New Forest County Listing on the Wisconsin State Register of Historic Places
Posted by in Website AdditionsAccording to a news release published today by the Wisconsin State Historical Society, Minertown in the Town of Carter, Forest County was recently added to the State Register of Historic Places, Wisconsin’s official listing of state properties determined to be significant to Wisconsin’s heritage.
Minertown, Town of Carter, Forest County
Vernon County brothers Wilbur and Henry T. Miner, with the assistance of their sister Mary, established Minertown in 1899, soon after the Chicago and North Western Railroad expanded into Forest County. They purchased a 4,000-acre tract of hardwood-covered land from the railroad and constructed a sawmill. The settlement began with a boarding house and company store and grew to include a planing mill, roundhouse, depot, store, blacksmith shop, cook shanty, several small four-room houses and a barn. Many of the original settlers came with the Miners from the Kickapoo Valley in Vernon County while others came from Kentucky.
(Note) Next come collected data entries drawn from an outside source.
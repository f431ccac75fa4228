use crate::grid::{Cell, Grid, Position};

/// True when any node of `path` has since become a dynamic wall.
///
/// Pure query; deciding what to do about a blocked route is up to the caller.
pub fn path_blocked(grid: &Grid, path: &[Position]) -> bool {
    blocked_positions(grid, path).next().is_some()
}

/// The nodes of `path` currently occupied by dynamic walls, in path order.
pub fn blocked_positions<'a>(
    grid: &'a Grid,
    path: &'a [Position],
) -> impl Iterator<Item = Position> + 'a {
    path.iter()
        .copied()
        .filter(move |&pos| grid.cell(pos) == Some(Cell::DynamicWall))
}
Until 1922, when the Oconto Company acquired the facility, the mills produced saw lumber for at least one company, the Menasha Woodenware Company. On June 11, 1931, a fire attributed to a carelessly discarded cigarette destroyed the mill. Mill workers from Minertown and Carter subsequently moved away, finding work with other lumber companies, and had completely abandoned the town by 1939. What remains is an archaeological site that can tell us about the physical structure and people of a lumber company town.